[ABOUT THIS TASK] Please reproduce the full set of data below exactly.

[AVAILABLE DATA]
//! Spinlock for short critical sections inside callbacks.
//!
//! Interception callbacks may not sleep, so shared tables touched from
//! them are guarded by a spin with pause hints instead of a mutex.

use core::cell::UnsafeCell;
use core::ops::{Deref, DerefMut};
use core::sync::atomic::{AtomicBool, Ordering};

/// Upper bound on pause hints between two acquisition attempts.
const MAX_BACKOFF: u32 = 64;

pub struct SpinLock<T> {
    held: AtomicBool,
    value: UnsafeCell<T>,
}

// Safety: the guard hands out &mut T to one holder at a time.
unsafe impl<T: Send> Send for SpinLock<T> {}
unsafe impl<T: Send> Sync for SpinLock<T> {}

impl<T> SpinLock<T> {
    pub const fn new(value: T) -> Self {
        SpinLock { held: AtomicBool::new(false), value: UnsafeCell::new(value) }
    }

    /// Spin until the lock is ours. Contended waiters back off
    /// exponentially and only retry the exchange once the holder is gone.
    #[inline]
    pub fn lock(&self) -> SpinLockGuard<'_, T> {
        let mut backoff = 1;
        loop {
            if let Some(guard) = self.try_lock() {
                return guard;
            }
            while self.held.load(Ordering::Relaxed) {
                (0..backoff).for_each(|_| core::hint::spin_loop());
                backoff = (backoff * 2).min(MAX_BACKOFF);
            }
        }
    }

    #[inline]
    pub fn try_lock(&self) -> Option<SpinLockGuard<'_, T>> {
        match self.held.compare_exchange(false, true, Ordering::Acquire, Ordering::Relaxed) {
            Ok(_) => Some(SpinLockGuard { lock: self }),
            Err(_) => None,
        }
    }

    /// Run `f` under the lock.
    #[inline]
    pub fn with<R>(&self, f: impl FnOnce(&mut T) -> R) -> R {
        f(&mut self.lock())
    }

    pub fn is_locked(&self) -> bool {
        self.held.load(Ordering::Relaxed)
    }
}

impl<T: Default> Default for SpinLock<T> {
    fn default() -> Self {
        SpinLock::new(T::default())
    }
}

pub struct SpinLockGuard<'a, T> {
    lock: &'a SpinLock<T>,
}

impl<T> Deref for SpinLockGuard<'_, T> {
    type Target = T;

    #[inline]
    fn deref(&self) -> &T {
        // Safety: held
        unsafe { &*self.lock.value.get() }
    }
}

impl<T> DerefMut for SpinLockGuard<'_, T> {
    #[inline]
    fn deref_mut(&mut self) -> &mut T {
        // Safety: held
        unsafe { &mut *self.lock.value.get() }
    }
}

impl<T> Drop for SpinLockGuard<'_, T> {
    #[inline]
    fn drop(&mut self) {
        self.lock.held.store(false, Ordering::Release);
    }
}

#[cfg(test)]
mod tests {
    use super::*;

    #[test]
    fn try_lock_fails_while_held() {
        let lock = SpinLock::new(0u32);
        let guard = lock.lock();
        assert!(lock.is_locked());
        assert!(lock.try_lock().is_none());
        drop(guard);
        assert!(!lock.is_locked());
        assert_eq!(*lock.lock(), 0);
    }

    #[test]
    fn with_returns_closure_result() {
        let lock = SpinLock::new(vec![1u8, 2]);
        let len = lock.with(|v| {
            v.push(3);
            v.len()
        });
        assert_eq!(len, 3);
        assert!(!lock.is_locked());
    }

    #[test]
    fn scoped_threads_do_not_lose_updates() {
        let lock = SpinLock::new(0u64);
        std::thread::scope(|s| {
            for _ in 0..4 {
                s.spawn(|| {
                    for _ in 0..1000 {
                        lock.with(|n| *n += 1);
                    }
                });
            }
        });
        assert_eq!(lock.with(|n| *n), 4000);
    }
}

[SOLVED EXERCISE]
//! Spinlock for short critical sections inside callbacks.
//!
//! Interception callbacks may not sleep, so shared tables touched from
//! them are guarded by a spin with pause hints instead of a mutex.

use core::cell::UnsafeCell;
use core::ops::{Deref, DerefMut};
use core::sync::atomic::{AtomicBool, Ordering};

/// Upper bound on pause hints between two acquisition attempts.
const MAX_BACKOFF: u32 = 64;

pub struct SpinLock<T> {
    held: AtomicBool,
    value: UnsafeCell<T>,
}

// Safety: the guard hands out &mut T to one holder at a time.
unsafe impl<T: Send> Send for SpinLock<T> {}
unsafe impl<T: Send> Sync for SpinLock<T> {}

impl<T> SpinLock<T> {
    pub const fn new(value: T) -> Self {
        SpinLock { held: AtomicBool::new(false), value: UnsafeCell::new(value) }
    }

    /// Spin until the lock is ours. Contended waiters back off
    /// exponentially and only retry the exchange once the holder is gone.
    #[inline]
    pub fn lock(&self) -> SpinLockGuard<'_, T> {
        let mut backoff = 1;
        loop {
            if let Some(guard) = self.try_lock() {
                return guard;
            }
            while self.held.load(Ordering::Relaxed) {
                (0..backoff).for_each(|_| core::hint::spin_loop());
                backoff = (backoff * 2).min(MAX_BACKOFF);
            }
        }
    }

    #[inline]
    pub fn try_lock(&self) -> Option<SpinLockGuard<'_, T>> {
        match self.held.compare_exchange(false, true, Ordering::Acquire, Ordering::Relaxed) {
            Ok(_) => Some(SpinLockGuard { lock: self }),
            Err(_) => None,
        }
    }

    /// Run `f` under the lock.
    #[inline]
    pub fn with<R>(&self, f: impl FnOnce(&mut T) -> R) -> R {
        f(&mut self.lock())
    }

    pub fn is_locked(&self) -> bool {
        self.held.load(Ordering::Relaxed)
    }
}

impl<T: Default> Default for SpinLock<T> {
    fn default() -> Self {
        SpinLock::new(T::default())
    }
}

pub struct SpinLockGuard<'a, T> {
    lock: &'a SpinLock<T>,
}

impl<T> Deref for SpinLockGuard<'_, T> {
    type Target = T;

    #[inline]
    fn deref(&self) -> &T {
        // Safety: held
        unsafe { &*self.lock.value.get() }
    }
}

impl<T> DerefMut for SpinLockGuard<'_, T> {
    #[inline]
    fn deref_mut(&mut self) -> &mut T {
        // Safety: held
        unsafe { &mut *self.lock.value.get() }
    }
}

impl<T> Drop for SpinLockGuard<'_, T> {
    #[inline]
    fn drop(&mut self) {
        self.lock.held.store(false, Ordering::Release);
    }
}

#[cfg(test)]
mod tests {
    use super::*;

    #[test]
    fn try_lock_fails_while_held() {
        let lock = SpinLock::new(0u32);
        let guard = lock.lock();
        assert!(lock.is_locked());
        assert!(lock.try_lock().is_none());
        drop(guard);
        assert!(!lock.is_locked());
        assert_eq!(*lock.lock(), 0);
    }

    #[test]
    fn with_returns_closure_result() {
        let lock = SpinLock::new(vec![1u8, 2]);
        let len = lock.with(|v| {
            v.push(3);
            v.len()
        });
        assert_eq!(len, 3);
        assert!(!lock.is_locked());
    }

    #[test]
    fn scoped_threads_do_not_lose_updates() {
        let lock = SpinLock::new(0u64);
        std::thread::scope(|s| {
            for _ in 0..4 {
                s.spawn(|| {
                    for _ in 0..1000 {
                        lock.with(|n| *n += 1);
                    }
                });
            }
        });
        assert_eq!(lock.with(|n| *n), 4000);
    }
}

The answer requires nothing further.